O mohammad, did you have any idea what a big complicated ball of mental human experiences you were setting in motion when you wrote that book?




may Peace be upon all of us.

venerdì 20 giugno 2014

searching for the magic, romania



i met tom - who is a wizard.  we celebrated his 43rd birthday in a bar in cluj.  tom doesn't like the word itinerant but he does like the word nomad.  "what do you say to people," i asked tom, "when they ask you why you don't have a job and a family and a house (a settled life)?"

"nah, people don't really ask me that" tom mused.
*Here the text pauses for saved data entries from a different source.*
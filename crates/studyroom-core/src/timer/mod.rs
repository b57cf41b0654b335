mod driver;
mod engine;
mod settings;
mod tags;

pub use driver::{run_interval, SessionObserver};
pub use engine::{Mode, TimerEngine};
pub use settings::TimerSettings;
pub use tags::TagSet;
a few days later he picked up the thread of our thinking, "there is a big difference between being lost and not being lost, even though externally the situation is the same.   the difference is inner.  people don't question where i am going because i know where i am going.  people can see that."

i realise that i have a tendency to listen to the people and try to enter their world - to see their way of seeing, and agree with them.

tom intimated to me one night that he has tendencies towards wizardry, and i received this information with an:   "aa, so tom is a wizard"

i could not agree, however, with the hungarian driver who gave me a lift.  he began by saying that this northern part of transylvania had been 'stolen' from hungary by the romanians.
''the problem with romania is that it is infested with gypsies,'' he said.
''and in the rest of europe it is the black people . . .they can come to visit for holidays but not to live''
''but . . .europe is a good place to live,'' i said.  ''what gives you the right to live in hungary and not other people?''
''because my ancestors fought for this land''

ancestoral ties.   the survival of the strongest.  the earth's limited resouırces.  the growing population.

''but would it not be better to share the resources of the planet and live together peacefully''

''i will fight till my death to protect my homeland from outsiders'' my liftgiver said and laughed like a schoolboy.

unconsciousness.  unlove.  the challenge of being human.

''i think that fighting for resources belongs to a more primitive stage of human evolution whıch we should go beyond.  for me it is an obvious choice to choose to share and live together in peace.''

to which he did not respond.

i thanked him for the lift and prayed for his soul.


''so,'' i asked tom. ''basically you have spent the last twenty years going from rainbow to rainbow?''

''yep,'' came his quick unequivocal response.


when hitching with tom it was interesting to hear his response to the question, which i also often find myself answering, ''what are rainbow gatherings''

i had been saying things like, ''it is people who live together in nature for a month; we form a temporary community; we love to live together simply in nature, cooking over a fire, singing songs of gladness for life''

tom got to the heart of the matter: ''the fire in the centre symbolises the Heart.  when we stand in a circle holding hands round the fire, we are connecting all of our hearts.  we are all part of the One Heart.  there are no boundaries between anyone.  we all come together as One''








it was all about looking for the right spot for the rainbow.  even though certain essential features were found - clean water source, etc - we were looking for what tom called the wow factor.  the magic energy that the rocks released and made the trees stretch beautifully to the heavens and that would make people say: wow, i love this place!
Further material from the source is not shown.